Prompt: Search the records below for the string "Segment" and report only the number of lines that contain it.

Provided information:
-=-=-=-=-

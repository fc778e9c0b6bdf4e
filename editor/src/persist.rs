//! Persistence adapter: scene ⇄ plain configuration object.
//!
//! [`LayoutConfig`] is the only shape the embedding application sees. Export
//! carries just the externally relevant fields; selection and other transient
//! UI state never leave the editor.
//!
//! Import is tolerant. Every top-level key of [`PartialLayoutConfig`] is
//! optional and applied only when present, and each seating entry is parsed on
//! its own so one malformed entry does not abort the load.

#[cfg(test)]
#[path = "persist_test.rs"]
mod persist_test;

use serde::{Deserialize, Deserializer, Serialize};

use crate::scene::{Scene, Seating, SeatingAttrs, SeatingId, SeatingKind, StagePosition};

#[derive(Debug, thiserror::Error)]
pub enum PersistError {
    #[error("invalid layout JSON: {0}")]
    Json(#[from] serde_json::Error),
}

/// One seating as saved.
#[derive(Debug, Clone, PartialEq, Serialize, Deserialize)]
pub struct SeatingDto {
    pub id: SeatingId,
    pub name: String,
    #[serde(rename = "type")]
    pub kind: SeatingKind,
    pub x: f64,
    pub y: f64,
    pub width: f64,
    pub height: f64,
    pub capacity: u32,
    pub color: String,
    pub icon: String,
    #[serde(default)]
    pub reserved: bool,
}

impl From<&Seating> for SeatingDto {
    fn from(s: &Seating) -> Self {
        Self {
            id: s.id,
            name: s.name.clone(),
            kind: s.kind,
            x: s.x,
            y: s.y,
            width: s.width,
            height: s.height,
            capacity: s.capacity,
            color: s.color.clone(),
            icon: s.icon.clone(),
            reserved: s.reserved,
        }
    }
}

/// Full layout as handed to the host for saving.
#[derive(Debug, Clone, PartialEq, Serialize, Deserialize)]
#[serde(rename_all = "camelCase")]
pub struct LayoutConfig {
    pub stage_position: StagePosition,
    pub grid_size: f64,
    pub seatings: Vec<SeatingDto>,
}

/// Layout as accepted for loading; every key is optional.
#[derive(Debug, Clone, Default, Deserialize)]
#[serde(rename_all = "camelCase")]
pub struct PartialLayoutConfig {
    /// Unknown side names (e.g. `"center"`) are ignored.
    #[serde(default, deserialize_with = "lenient_stage_position")]
    pub stage_position: Option<StagePosition>,
    #[serde(default)]
    pub grid_size: Option<f64>,
    /// Raw entries; each is validated individually on load.
    #[serde(default)]
    pub seatings: Option<Vec<serde_json::Value>>,
}

impl From<&LayoutConfig> for PartialLayoutConfig {
    fn from(cfg: &LayoutConfig) -> Self {
        Self {
            stage_position: Some(cfg.stage_position),
            grid_size: Some(cfg.grid_size),
            seatings: Some(
                cfg.seatings
                    .iter()
                    .map(|s| serde_json::to_value(s).unwrap_or(serde_json::Value::Null))
                    .collect(),
            ),
        }
    }
}

/// Outcome of a load.
#[derive(Debug, Clone, Copy, Default, PartialEq, Eq)]
pub struct LoadReport {
    pub loaded: usize,
    pub skipped: usize,
}

/// Loose view of a saved seating; geometry presence is checked after parsing.
#[derive(Debug, Deserialize)]
struct RawSeating {
    #[serde(rename = "type")]
    kind: Option<SeatingKind>,
    x: Option<f64>,
    y: Option<f64>,
    width: Option<f64>,
    height: Option<f64>,
    capacity: Option<u32>,
    name: Option<String>,
    color: Option<String>,
    icon: Option<String>,
    #[serde(default)]
    reserved: bool,
}

fn lenient_stage_position<'de, D>(deserializer: D) -> Result<Option<StagePosition>, D::Error>
where
    D: Deserializer<'de>,
{
    let raw = Option::<serde_json::Value>::deserialize(deserializer)?;
    let Some(raw) = raw else {
        return Ok(None);
    };
    match serde_json::from_value::<StagePosition>(raw.clone()) {
        Ok(pos) => Ok(Some(pos)),
        Err(e) => {
            tracing::warn!(value = %raw, error = %e, "ignoring unknown stage position");
            Ok(None)
        }
    }
}

/// Export the scene.
#[must_use]
pub fn to_configuration(scene: &Scene) -> LayoutConfig {
    LayoutConfig {
        stage_position: scene.stage_position(),
        grid_size: scene.bounds().grid_size,
        seatings: scene.seatings().iter().map(SeatingDto::from).collect(),
    }
}

/// Apply `cfg` to `scene`, replacing all seatings when `seatings` is present.
///
/// Entries are placed through the trusted path (no collision check, no grid
/// snap, clamped to the canvas) and receive fresh ids. Entries without `x`/`y`,
/// with a non-positive size or capacity, or with wrongly typed fields are
/// skipped.
pub fn apply_configuration(scene: &mut Scene, cfg: &PartialLayoutConfig) -> LoadReport {
    if let Some(pos) = cfg.stage_position {
        scene.set_stage_position(pos);
    }

    if let Some(grid) = cfg.grid_size {
        if grid.is_finite() && grid > 0.0 {
            scene.set_grid_size(grid);
        } else {
            tracing::warn!(grid, "ignoring non-positive grid size");
        }
    }

    let mut report = LoadReport::default();
    let Some(entries) = cfg.seatings.as_ref() else {
        return report;
    };

    scene.clear();
    for (index, entry) in entries.iter().enumerate() {
        match seating_from_entry(scene, entry) {
            Some(seating) => {
                scene.insert_trusted(seating);
                report.loaded += 1;
            }
            None => {
                tracing::warn!(index, "skipping invalid seating entry");
                report.skipped += 1;
            }
        }
    }
    tracing::debug!(loaded = report.loaded, skipped = report.skipped, "layout loaded");
    report
}

fn seating_from_entry(scene: &Scene, entry: &serde_json::Value) -> Option<Seating> {
    let raw = match serde_json::from_value::<RawSeating>(entry.clone()) {
        Ok(raw) => raw,
        Err(e) => {
            tracing::debug!(error = %e, "seating entry has wrongly typed fields");
            return None;
        }
    };
    let (x, y) = (raw.x?, raw.y?);
    if !x.is_finite() || !y.is_finite() {
        return None;
    }
    if raw.width.is_some_and(|w| !(w.is_finite() && w > 0.0))
        || raw.height.is_some_and(|h| !(h.is_finite() && h > 0.0))
        || raw.capacity == Some(0)
    {
        return None;
    }

    let attrs = SeatingAttrs {
        width: raw.width,
        height: raw.height,
        capacity: raw.capacity,
        name: raw.name,
        color: raw.color,
        icon: raw.icon,
        reserved: raw.reserved,
    };
    Some(scene.build(raw.kind.unwrap_or(SeatingKind::Table), x, y, &attrs))
}

/// Serialize a configuration as pretty JSON.
///
/// # Errors
///
/// Returns [`PersistError::Json`] if serialization fails.
pub fn to_json(cfg: &LayoutConfig) -> Result<String, PersistError> {
    Ok(serde_json::to_string_pretty(cfg)?)
}

/// Parse a (possibly partial) configuration.
///
/// # Errors
///
/// Returns [`PersistError::Json`] when the document itself is malformed.
/// Malformed individual seatings are not errors; they are skipped on apply.
pub fn from_json(raw: &str) -> Result<PartialLayoutConfig, PersistError> {
    Ok(serde_json::from_str(raw)?)
}
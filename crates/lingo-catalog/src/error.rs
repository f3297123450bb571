#![forbid(unsafe_code)]

//! Error types for catalog loading, key lookup and template parsing.

use std::path::PathBuf;

/// Errors raised while loading catalogs or parsing locale tags.
#[derive(Debug, thiserror::Error)]
pub enum CatalogError {
    /// The locale tag is not a well-formed BCP-47 identifier.
    #[error("invalid locale tag `{tag}`")]
    InvalidLocale {
        /// The rejected input.
        tag: String,
    },
    /// The catalog document is not a nested object of strings.
    #[error("invalid catalog: {0}")]
    Json(#[from] serde_json::Error),
    /// The catalog file could not be read.
    #[error("failed to read catalog `{}`: {source}", .path.display())]
    Io {
        /// Path that was being read.
        path: PathBuf,
        /// Underlying I/O error.
        #[source]
        source: std::io::Error,
    },
}

/// Why a dotted key did not resolve to a template.
#[derive(Debug, Clone, PartialEq, Eq, thiserror::Error)]
pub enum LookupError {
    /// Nothing is stored under the path.
    #[error("no message at `{path}`")]
    Missing {
        /// The requested path.
        path: String,
    },
    /// The path names a namespace rather than a message.
    #[error("`{path}` is a namespace, not a message")]
    InsufficientPath {
        /// The requested path.
        path: String,
    },
}

/// Syntax errors in a message template.
///
/// Positions are byte offsets into the template source.
#[derive(Debug, Clone, PartialEq, Eq, thiserror::Error)]
pub enum TemplateError {
    /// A `}` appeared with no open placeholder.
    #[error("unexpected `}}` at {pos}")]
    UnexpectedBrace {
        /// Byte offset.
        pos: usize,
    },
    /// The template ended inside a placeholder, arm or tag.
    #[error("unterminated {what}")]
    Unterminated {
        /// What was left open.
        what: &'static str,
    },
    /// A placeholder with no argument name.
    #[error("empty argument name at {pos}")]
    EmptyArgument {
        /// Byte offset.
        pos: usize,
    },
    /// An argument type other than number, date, time, plural, selectordinal or select.
    #[error("unknown argument type `{kind}` at {pos}")]
    UnknownArgumentType {
        /// The unrecognized type keyword.
        kind: String,
        /// Byte offset.
        pos: usize,
    },
    /// A plural or select arm selector that cannot be parsed.
    #[error("invalid selector `{selector}`")]
    InvalidSelector {
        /// The offending selector.
        selector: String,
    },
    /// A plural or select without the mandatory `other` arm.
    #[error("`{arg}` has no `other` arm")]
    MissingOther {
        /// The argument being selected on.
        arg: String,
    },
    /// A closing tag that does not match the innermost open tag.
    #[error("expected `</{expected}>`, found `</{found}>`")]
    MismatchedTag {
        /// The open tag.
        expected: String,
        /// The closing tag encountered.
        found: String,
    },
    /// A specific character was required.
    #[error("expected `{expected}` at {pos}")]
    Expected {
        /// The required character.
        expected: char,
        /// Byte offset.
        pos: usize,
    },
}
#![forbid(unsafe_code)]

//! List formatting ("A, B, and C").

use lingo_catalog::Locale;

use crate::locale_data::{ListConnector, LocaleData};
use crate::options::{ListFormatOptions, ListType, TextWidth};

/// Join `items` with the locale's separators.
///
/// Conjunction is the default type, long the default style.
pub fn format_list<S: AsRef<str>>(
    items: &[S],
    options: &ListFormatOptions,
    locale: &Locale,
) -> String {
    let data = LocaleData::for_locale(locale);
    let list_type = options.list_type.unwrap_or(ListType::Conjunction);
    let style = options.style.unwrap_or(TextWidth::Long);

    let connector = match (list_type, style) {
        (ListType::Conjunction, TextWidth::Short) if data.language == "en" => ListConnector {
            pair: " & ",
            last: ", & ",
        },
        (ListType::Conjunction, TextWidth::Narrow) if data.language == "en" => ListConnector {
            pair: ", ",
            last: ", ",
        },
        (ListType::Conjunction, _) => data.and,
        (ListType::Disjunction, _) => data.or,
        (ListType::Unit, TextWidth::Narrow) if data.language != "ja" => ListConnector {
            pair: " ",
            last: " ",
        },
        (ListType::Unit, _) => ListConnector {
            pair: data.list_separator,
            last: data.list_separator,
        },
    };
    let separator = match (list_type, style) {
        (ListType::Unit, TextWidth::Narrow) if data.language != "ja" => " ",
        _ => data.list_separator,
    };

    match items {
        [] => String::new(),
        [only] => only.as_ref().to_owned(),
        [first, second] => format!("{}{}{}", first.as_ref(), connector.pair, second.as_ref()),
        [init @ .., last] => {
            let mut out = String::new();
            for (i, item) in init.iter().enumerate() {
                if i > 0 {
                    out.push_str(separator);
                }
                out.push_str(item.as_ref());
            }
            out.push_str(connector.last);
            out.push_str(last.as_ref());
            out
        }
    }
}
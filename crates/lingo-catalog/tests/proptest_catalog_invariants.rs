//! Property-based invariant tests for catalogs, plural rules and templates.
//!
//! 1.  Every built-in plural rule is deterministic
//! 2.  CJK always returns Other
//! 3.  English: One for ±1, Other otherwise
//! 4.  French: One for |n| <= 1, Other otherwise
//! 5.  Negative counts use absolute value for built-in rules
//! 6.  for_locale never panics on arbitrary strings
//! 7.  Text without syntax characters parses to a single literal
//! 8.  Template::parse never panics
//! 9.  Missing key is always an error
//! 10. insert then get returns the inserted template
//! 11. deep_merge: overlay leaves always win, base-only leaves survive
//! 12. pick never invents keys
//! 13. Coverage percent is bounded and counts add up

use lingo_catalog::{Messages, PluralCategory, PluralRule, Segment, Template};
use proptest::prelude::*;

// ── Helpers ──────────────────────────────────────────────────────────

fn all_built_in_rules() -> Vec<PluralRule> {
    vec![
        PluralRule::English,
        PluralRule::Russian,
        PluralRule::Arabic,
        PluralRule::French,
        PluralRule::CJK,
        PluralRule::Polish,
    ]
}

fn key() -> impl Strategy<Value = String> {
    "[a-z]{1,8}"
}

fn path() -> impl Strategy<Value = String> {
    prop::collection::vec(key(), 1..4).prop_map(|parts| parts.join("."))
}

// ═════════════════════════════════════════════════════════════════════════
// 1. Plural rules are deterministic
// ═════════════════════════════════════════════════════════════════════════

proptest! {
    #[test]
    fn plural_rules_deterministic(count in any::<i64>()) {
        for rule in all_built_in_rules() {
            prop_assert_eq!(rule.categorize(count), rule.categorize(count));
        }
    }
}

// ═════════════════════════════════════════════════════════════════════════
// 2. CJK always returns Other
// ═════════════════════════════════════════════════════════════════════════

proptest! {
    #[test]
    fn cjk_always_other(count in any::<i64>()) {
        prop_assert_eq!(PluralRule::CJK.categorize(count), PluralCategory::Other);
    }
}

// ═════════════════════════════════════════════════════════════════════════
// 3. English: One for ±1, Other for everything else
// ═════════════════════════════════════════════════════════════════════════

proptest! {
    #[test]
    fn english_one_or_other(count in any::<i64>()) {
        let cat = PluralRule::English.categorize(count);
        if count == 1 || count == -1 {
            prop_assert_eq!(cat, PluralCategory::One);
        } else {
            prop_assert_eq!(cat, PluralCategory::Other);
        }
    }
}

// ═════════════════════════════════════════════════════════════════════════
// 4. French: One for |n| <= 1
// ═════════════════════════════════════════════════════════════════════════

proptest! {
    #[test]
    fn french_zero_and_one_are_singular(count in any::<i64>()) {
        let cat = PluralRule::French.categorize(count);
        if count.unsigned_abs() <= 1 {
            prop_assert_eq!(cat, PluralCategory::One);
        } else {
            prop_assert_eq!(cat, PluralCategory::Other);
        }
    }
}

// ═════════════════════════════════════════════════════════════════════════
// 5. Negative counts use absolute value
// ═════════════════════════════════════════════════════════════════════════

proptest! {
    #[test]
    fn negative_matches_positive(count in 0i64..=100_000) {
        for rule in all_built_in_rules() {
            prop_assert_eq!(
                rule.categorize(count),
                rule.categorize(-count),
                "rule {:?} differs for ±{}", rule, count
            );
        }
    }
}

// ═════════════════════════════════════════════════════════════════════════
// 6. for_locale never panics
// ═════════════════════════════════════════════════════════════════════════

proptest! {
    #[test]
    fn for_locale_never_panics(locale in ".*") {
        let _rule = PluralRule::for_locale(&locale);
    }
}

// ═════════════════════════════════════════════════════════════════════════
// 7. Plain text parses to a single literal
// ═════════════════════════════════════════════════════════════════════════

proptest! {
    #[test]
    fn plain_text_is_single_literal(text in "[a-zA-Z0-9 .,!?]{1,40}") {
        let template = Template::parse(&text).unwrap();
        prop_assert_eq!(template.segments(), &[Segment::Text(text.clone())]);
    }
}

// ═════════════════════════════════════════════════════════════════════════
// 8. The parser never panics
// ═════════════════════════════════════════════════════════════════════════

proptest! {
    #[test]
    fn parse_never_panics(source in "[a-z{}<>/#', =]{0,40}") {
        let _ = Template::parse(&source);
    }
}

// ═════════════════════════════════════════════════════════════════════════
// 9. Missing key is an error
// ═════════════════════════════════════════════════════════════════════════

proptest! {
    #[test]
    fn missing_key_is_error(path in path()) {
        let messages = Messages::new();
        prop_assert!(messages.get(&path).is_err());
        prop_assert!(!messages.contains(&path));
    }
}

// ═════════════════════════════════════════════════════════════════════════
// 10. insert then get
// ═════════════════════════════════════════════════════════════════════════

proptest! {
    #[test]
    fn insert_then_get(path in path(), template in "[a-zA-Z ]{0,20}") {
        let messages = Messages::new().with(&path, template.as_str());
        prop_assert_eq!(messages.get(&path), Ok(template.as_str()));
    }
}

// ═════════════════════════════════════════════════════════════════════════
// 11. deep_merge precedence
// ═════════════════════════════════════════════════════════════════════════

proptest! {
    #[test]
    fn deep_merge_overlay_wins(
        base_entries in prop::collection::vec((key(), key(), "[a-z]{1,5}"), 0..6),
        overlay_entries in prop::collection::vec((key(), key(), "[A-Z]{1,5}"), 0..6),
    ) {
        let mut base = Messages::new();
        for (ns, k, v) in &base_entries {
            base.insert(&format!("{ns}.{k}"), v.as_str());
        }
        let mut overlay = Messages::new();
        for (ns, k, v) in &overlay_entries {
            overlay.insert(&format!("{ns}.{k}"), v.as_str());
        }
        let merged = base.deep_merge(&overlay);

        for path in overlay.leaf_paths() {
            prop_assert_eq!(merged.get(&path), overlay.get(&path));
        }
        for path in base.leaf_paths() {
            if !overlay.contains(&path) {
                prop_assert_eq!(merged.get(&path), base.get(&path));
            }
        }
    }
}

// ═════════════════════════════════════════════════════════════════════════
// 12. pick never invents keys
// ═════════════════════════════════════════════════════════════════════════

proptest! {
    #[test]
    fn pick_is_subset(
        entries in prop::collection::vec((key(), key()), 0..8),
        wanted in prop::collection::vec(key(), 0..3),
    ) {
        let mut messages = Messages::new();
        for (ns, k) in &entries {
            messages.insert(&format!("{ns}.{k}"), "v");
        }
        let picked = messages.pick(&wanted);
        for path in picked.leaf_paths() {
            prop_assert!(messages.contains(&path));
            let ns = path.split('.').next().unwrap_or_default();
            prop_assert!(wanted.iter().any(|w| w == ns));
        }
    }
}

// ═════════════════════════════════════════════════════════════════════════
// 13. Coverage report percentage is bounded
// ═════════════════════════════════════════════════════════════════════════

proptest! {
    #[test]
    fn coverage_percent_bounded(
        n_keys in 0usize..=10,
        n_locales in 1usize..=3,
    ) {
        let mut catalogs = Vec::new();
        for locale_idx in 0..n_locales {
            let mut messages = Messages::new();
            for k in 0..n_keys {
                if k % (locale_idx + 1) == 0 {
                    messages.insert(&format!("key_{k}"), format!("val_{k}"));
                }
            }
            catalogs.push((format!("l{locale_idx}"), messages));
        }
        let refs: Vec<(&str, &Messages)> =
            catalogs.iter().map(|(l, m)| (l.as_str(), m)).collect();

        let report = Messages::coverage(&refs);
        for lc in &report.locales {
            prop_assert!(lc.coverage_percent >= 0.0 && lc.coverage_percent <= 100.0);
            prop_assert_eq!(lc.present + lc.missing.len(), report.total_keys);
        }
    }
}
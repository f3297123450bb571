#![forbid(unsafe_code)]

//! lingo Runtime
//!
//! Request-scoped internationalization configuration: resolve a locale's
//! configuration once per request, distribute it through a tree of scopes,
//! and read it through accessors that never fail.
//!
//! # Key Components
//!
//! - [`RequestResolver`] / [`RequestScope`] - validate the locale and load
//!   the configuration at most once per request
//! - [`IntlScope`] - a node of the configuration tree; children override
//!   some fields and inherit the rest
//! - [`Translator`] - message lookup and interpolation
//! - [`Formatter`] - dates, numbers, lists and relative times
//! - [`ErrorPolicy`] - the `on_error` / `get_message_fallback` hook pair
//! - [`IntlSettings`] / [`CatalogStore`] - file-based settings and catalogs
//! - [`Routing`] - supported locales, negotiation and locale-prefixed paths
//!
//! # Role in lingo
//! `lingo-runtime` is the glue between the data model (`lingo-catalog`),
//! value formatting (`lingo-format`) and the host's request handling. It
//! holds no process-wide state: configuration always travels as an explicit
//! [`IntlScope`] value.
//!
//! # Failure model
//! Building configuration returns `Result` ([`ConfigError`],
//! [`ResolveError`]). Rendering does not: accessors report an
//! [`IntlError`] through the scope's policy and return a fallback string.
//!
//! ```
//! use lingo_catalog::{Locale, Messages};
//! use lingo_runtime::{IntlConfig, IntlScope, ScopeOverrides, Values};
//!
//! let messages = Messages::from_json_str(r#"{"greeting": "Hello, {name}"}"#).unwrap();
//! let scope = IntlScope::new(
//!     IntlConfig::new(Locale::parse("en").unwrap())
//!         .with_messages(messages)
//!         .with_default_translation_values(Values::new().with("name", "World")),
//! );
//! let t = scope.translator(None);
//! assert_eq!(t.t("greeting", &Values::new()), "Hello, World");
//! assert_eq!(t.t("greeting", &Values::new().with("name", "Ada")), "Hello, Ada");
//!
//! let child = scope.child(ScopeOverrides::new().messages(Messages::new()));
//! assert_eq!(child.locale(), scope.locale());
//! ```

pub mod config;
pub mod error;
pub mod formatter;
#[cfg(feature = "subscriber")]
pub mod logging;
pub mod policy;
mod render;
pub mod request;
pub mod routing;
pub mod scope;
pub mod settings;
pub mod store;
pub mod translator;
pub mod values;

pub use config::{IntlConfig, ScopeOverrides};
pub use error::{ConfigError, IntlError, IntlErrorCode, ResolveError};
pub use formatter::{FormatSpec, Formatter, Patch};
pub use policy::{
    ErrorPolicy, MessageFallback, MessageFallbackInfo, OnError, default_message_fallback,
    default_on_error,
};
pub use request::{RequestConfigSource, RequestContext, RequestResolver, RequestScope};
pub use routing::{LocalePrefix, Routing};
pub use scope::IntlScope;
pub use settings::{IntlSettings, MessagesSettings, RoutingSettings, SettingsError};
pub use store::{CatalogStore, StoreConfigSource};
pub use translator::Translator;
pub use values::{RichFn, Value, Values};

-=-=-=-=-

Task result: 2